= Beginning of Section =
use glam::{Mat4, Vec2, Vec3};

use super::picking::Ray;

/// Pitch stays just short of straight up/down so `look_at` keeps a valid up vector
const MAX_PITCH: f32 = std::f32::consts::FRAC_PI_2 - 0.01;

/// Orbital camera that rotates around a target point
#[derive(Debug, Clone, PartialEq)]
pub struct Camera {
    /// Distance from target
    pub distance: f32,
    /// Horizontal angle (radians)
    pub yaw: f32,
    /// Vertical angle (radians)
    pub pitch: f32,
    /// Point to orbit around
    pub target: Vec3,
    /// Field of view (radians)
    pub fov: f32,
    /// Near clipping plane
    pub near: f32,
    /// Far clipping plane
    pub far: f32,
}

impl Default for Camera {
    fn default() -> Self {
        Self::looking_at(Vec3::new(25.0, 25.0, 25.0), Vec3::ZERO, 50.0_f32.to_radians(), 0.1, 1000.0)
    }
}

impl Camera {
    /// Camera placed at `position`, orbiting `target`
    pub fn looking_at(position: Vec3, target: Vec3, fov: f32, near: f32, far: f32) -> Self {
        let mut camera = Self {
            distance: 1.0,
            yaw: 0.0,
            pitch: 0.0,
            target,
            fov,
            near,
            far,
        };
        camera.set_position(position);
        camera
    }

    /// Get the camera position in world space
    pub fn position(&self) -> Vec3 {
        self.target + self.offset()
    }

    /// Vector from target to camera
    pub fn offset(&self) -> Vec3 {
        let x = self.distance * self.pitch.cos() * self.yaw.sin();
        let y = self.distance * self.pitch.sin();
        let z = self.distance * self.pitch.cos() * self.yaw.cos();
        Vec3::new(x, y, z)
    }

    /// Move the camera to `position`, keeping the current target
    pub fn set_position(&mut self, position: Vec3) {
        let offset = position - self.target;
        let distance = offset.length();
        if distance <= f32::EPSILON {
            return;
        }
        self.distance = distance;
        self.pitch = (offset.y / distance).clamp(-1.0, 1.0).asin().clamp(-MAX_PITCH, MAX_PITCH);
        self.yaw = offset.x.atan2(offset.z);
    }

    /// Get the view matrix
    pub fn view_matrix(&self) -> Mat4 {
        Mat4::look_at_rh(self.position(), self.target, Vec3::Y)
    }

    /// Get the projection matrix
    pub fn projection_matrix(&self, aspect_ratio: f32) -> Mat4 {
        Mat4::perspective_rh(self.fov, aspect_ratio, self.near, self.far)
    }

    /// Get combined view-projection matrix
    pub fn view_projection_matrix(&self, aspect_ratio: f32) -> Mat4 {
        self.projection_matrix(aspect_ratio) * self.view_matrix()
    }

    /// Camera-space right and up axes in world space
    pub fn screen_axes(&self) -> (Vec3, Vec3) {
        let forward = (self.target - self.position()).normalize_or_zero();
        let right = forward.cross(Vec3::Y).normalize_or_zero();
        let up = right.cross(forward);
        (right, up)
    }

    /// Rotate camera by delta angles
    pub fn rotate(&mut self, delta_yaw: f32, delta_pitch: f32) {
        self.yaw += delta_yaw;
        self.pitch = (self.pitch + delta_pitch).clamp(-MAX_PITCH, MAX_PITCH);
    }

    /// Zoom camera by delta distance
    pub fn zoom(&mut self, delta: f32, min_distance: f32, max_distance: f32) {
        self.distance = (self.distance - delta).clamp(min_distance, max_distance);
    }

    /// Project a world point to normalized device coordinates (x, y in [-1, 1], y up)
    pub fn project(&self, point: Vec3, aspect_ratio: f32) -> Vec2 {
        let clip = self.view_projection_matrix(aspect_ratio) * point.extend(1.0);
        Vec2::new(clip.x / clip.w, clip.y / clip.w)
    }

    /// Ray from the camera through a point given in normalized device coordinates
    pub fn ray_through(&self, ndc: Vec2, aspect_ratio: f32) -> Ray {
        let inverse = self.view_projection_matrix(aspect_ratio).inverse();
        // glam's perspective_rh maps depth to [0, 1]
        let near = inverse.project_point3(Vec3::new(ndc.x, ndc.y, 0.0));
        let far = inverse.project_point3(Vec3::new(ndc.x, ndc.y, 1.0));
        Ray::new(self.position(), far - near)
    }
}

#[cfg(test)]
mod tests {
    use super::*;

    #[test]
    fn position_round_trips_through_angles() {
        let camera = Camera::looking_at(Vec3::new(25.0, 25.0, 25.0), Vec3::ZERO, 0.8, 0.1, 1000.0);
        assert!(camera.position().distance(Vec3::new(25.0, 25.0, 25.0)) < 1e-3);
        assert!((camera.distance - 25.0 * 3f32.sqrt()).abs() < 1e-3);
    }

    #[test]
    fn center_ray_points_at_target() {
        let camera = Camera::default();
        let ray = camera.ray_through(Vec2::ZERO, 1.5);
        let expected = (camera.target - camera.position()).normalize();
        assert!(ray.direction.dot(expected) > 0.9999);
    }

    #[test]
    fn zoom_is_clamped() {
        let mut camera = Camera::default();
        camera.zoom(1000.0, 1.0, 300.0);
        assert_eq!(camera.distance, 1.0);
        camera.zoom(-1000.0, 1.0, 300.0);
        assert_eq!(camera.distance, 300.0);
    }

    #[test]
    fn pitch_never_reaches_the_pole() {
        let mut camera = Camera::default();
        camera.rotate(0.0, 10.0);
        assert!(camera.pitch < std::f32::consts::FRAC_PI_2);
        let (right, up) = camera.screen_axes();
        assert!(right.length() > 0.99);
        assert!(up.length() > 0.99);
    }
}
= End of Section =
• _Action item_
Beginning with the line in which "camera.rotate(0.0, 10.0);" appears, print each remaining line of the listing exactly, the last line included.

• _Solved problem_
        camera.rotate(0.0, 10.0);
        assert!(camera.pitch < std::f32::consts::FRAC_PI_2);
        let (right, up) = camera.screen_axes();
        assert!(right.length() > 0.99);
        assert!(up.length() > 0.99);
    }
}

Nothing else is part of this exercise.